The picture above shows our covered litter trays with Snow White resting in one of them. It's a one off shot - she usually prefers more comfortable places. 😉

Finn Frode avatar

Mar 24, 2010 Two very good comments
by: Michael

Thanks for two nice comments that add to this post. I hope we find out about declawing but I feel that we will not.

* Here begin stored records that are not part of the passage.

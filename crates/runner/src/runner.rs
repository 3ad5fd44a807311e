//! Test runner
//!
//! Drives the full per-case pipeline: render the domain's query template
//! with the case's search terms, fetch a bounded ranked-ID window from the
//! backend, evaluate, and record. Backend errors are isolated per case so
//! one unreachable query cannot sink the rest of the suite; fixture
//! validation and configuration errors abort the run before any network
//! call.

use std::sync::Arc;

use tracing::{debug, info, warn};

use rankcheck_client::{fetch_ranked_ids, parse_template, render_query, SearchBackend};
use rankcheck_core::cases::TestCase;
use rankcheck_core::config::Config;
use rankcheck_core::error::Result;
use rankcheck_core::evaluate::evaluate;
use rankcheck_core::verdict::{Outcome, Verdict};

use crate::domain::ContentDomain;
use crate::fixtures;
use crate::report::{CaseRecord, CaseStatus, Report};

/// Which cases a run covers
#[derive(Debug, Clone, Default)]
pub struct RunOptions {
    /// Domains to run; empty means all
    pub domains: Vec<ContentDomain>,
    /// Case-insensitive substring filter on case IDs
    pub id_filter: Option<String>,
}

impl RunOptions {
    fn selected_domains(&self) -> Vec<ContentDomain> {
        if self.domains.is_empty() {
            ContentDomain::all().to_vec()
        } else {
            self.domains.clone()
        }
    }

    fn selects(&self, case: &TestCase) -> bool {
        match &self.id_filter {
            None => true,
            Some(filter) => case.id().to_lowercase().contains(&filter.to_lowercase()),
        }
    }
}

/// Runs fixture suites against a search backend
///
/// Owns the backend handle for the lifetime of one invocation and shares it
/// immutably across every case.
pub struct Runner {
    backend: Arc<dyn SearchBackend>,
    config: Config,
}

impl Runner {
    pub fn new(backend: Arc<dyn SearchBackend>, config: Config) -> Self {
        Self { backend, config }
    }

    /// Run the selected cases and aggregate their outcomes
    ///
    /// Cases execute sequentially; the report sorts records by case ID, so
    /// output order never depends on execution order.
    pub async fn run(&self, options: &RunOptions) -> Result<Report> {
        let mut report = Report::new();

        for domain in options.selected_domains() {
            let domain_config = self.config.domain(domain.as_str())?;
            let template = parse_template(&domain_config.template_source()?)?;
            let cases = fixtures::suite(domain)?;

            let selected: Vec<TestCase> =
                cases.into_iter().filter(|c| options.selects(c)).collect();
            info!(
                %domain,
                index = %domain_config.index,
                cases = selected.len(),
                "running relevance tests"
            );

            for case in selected {
                let meta = case.meta();
                let window = case.fetch_window().min(self.config.fetch.max_window);
                let query = render_query(&template, &meta.search_terms);
                debug!(id = %meta.id, window, "fetching results");

                let record = match fetch_ranked_ids(
                    self.backend.as_ref(),
                    &domain_config.index,
                    query,
                    window,
                    &self.config.fetch.tiebreak_field,
                )
                .await
                {
                    Ok(result_ids) => {
                        let verdict = evaluate(&case, &result_ids);
                        record_for(domain, &case, verdict)
                    }
                    Err(e) => {
                        warn!(id = %meta.id, "backend error: {e}");
                        CaseRecord {
                            id: meta.id.clone(),
                            domain,
                            status: CaseStatus::Errored,
                            message: Some(e.to_string()),
                            description: meta.description.clone(),
                        }
                    }
                };
                report.push(record);
            }
        }

        Ok(report)
    }
}

/// Map an evaluator verdict to a reported status, honoring known_failure
fn record_for(domain: ContentDomain, case: &TestCase, verdict: Verdict) -> CaseRecord {
    let meta = case.meta();
    let (status, message) = match (verdict.outcome, meta.known_failure) {
        (Outcome::Pass, false) => (CaseStatus::Passed, None),
        (Outcome::Fail, false) => (CaseStatus::Failed, verdict.message),
        (Outcome::Warn, _) => (CaseStatus::Warned, verdict.message),
        (Outcome::Fail, true) => (CaseStatus::ExpectedFailure, verdict.message),
        (Outcome::Pass, true) => (
            CaseStatus::UnexpectedPass,
            Some("test unexpectedly passed; remove the known_failure flag".to_string()),
        ),
    };

    CaseRecord {
        id: meta.id.clone(),
        domain,
        status,
        message,
        description: meta.description.clone(),
    }
}

#[cfg(test)]
mod tests {
    use super::*;
    use rankcheck_core::cases::{OrderCase, PrecisionCase, RecallCase};

    #[test]
    fn known_failure_inverts_fail_to_expected_failure() {
        let case = TestCase::from(
            RecallCase::new("q", ["a"]).unwrap().with_known_failure(true),
        );
        let record = record_for(ContentDomain::Works, &case, Verdict::fail("[a] not found"));
        assert_eq!(record.status, CaseStatus::ExpectedFailure);
        assert_eq!(record.message.as_deref(), Some("[a] not found"));
    }

    #[test]
    fn known_failure_flags_unexpected_pass_as_warning() {
        let case = TestCase::from(
            PrecisionCase::new("q", ["a"]).unwrap().with_known_failure(true),
        );
        let record = record_for(ContentDomain::Works, &case, Verdict::pass());
        assert_eq!(record.status, CaseStatus::UnexpectedPass);
        assert!(record
            .message
            .as_deref()
            .unwrap()
            .contains("remove the known_failure flag"));
        assert!(!record.status.is_failure());
    }

    #[test]
    fn plain_verdicts_map_directly() {
        let case = TestCase::from(OrderCase::new("q", ["a"], ["z"]).unwrap());
        assert_eq!(
            record_for(ContentDomain::Images, &case, Verdict::pass()).status,
            CaseStatus::Passed
        );
        assert_eq!(
            record_for(ContentDomain::Images, &case, Verdict::fail("boom")).status,
            CaseStatus::Failed
        );
    }

    #[test]
    fn id_filter_matches_case_insensitively() {
        let options = RunOptions {
            domains: vec![],
            id_filter: Some("PIGGLE".to_string()),
        };
        let matching = TestCase::from(PrecisionCase::new("The Piggle", ["q4drcxc6"]).unwrap());
        let other = TestCase::from(PrecisionCase::new("cow", ["wm8wy47d"]).unwrap());
        assert!(options.selects(&matching));
        assert!(!options.selects(&other));
    }

    #[test]
    fn empty_domain_list_selects_all() {
        let options = RunOptions::default();
        assert_eq!(options.selected_domains(), ContentDomain::all().to_vec());
    }
}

Bob, I never knew that. Thanks for the information.

Michael Avatar

Mar 24, 2010 Is the cat de-clawed?
by: Susan

Did the woman in Florida mention if the cat is de-clawed? That would be the reason the cat is not using the litterbox as declawed cats are twice as likely as clawed cats to have inappropriate urine issues:

"Among 218 cats relinquished to a shelter, more (52.4%) declawed cats than non-declawed cats (29.1%) were reported by owners to have inappropriate elimination problems." Source: World Small Animal Veterinary Association – 2001

Mar 24, 2010 Odors
by: Bob

I agree with you, Michael. Shelters (usually) do not smell bad, nor do homes of good breeders, and these places house multiple cats. Why then should a home with one or two cats smell worse? This is yet another responsibility of ours when we decide to live with a cat. El Ray had problems using the litter box, but he had his medical reasons. Once they were resolved, it still took a little time to get him using the box. Fortunately, he always chose the same room. So I removed the carpet, cleaned the subfloor, and replaced the carpet after it dried. One note worth mentioning is that those enzyme type cleaners will not work correctly if the area has been previously cleaned with a chemical cleaner. It contaminates the organic material and the enzymes won't remove it.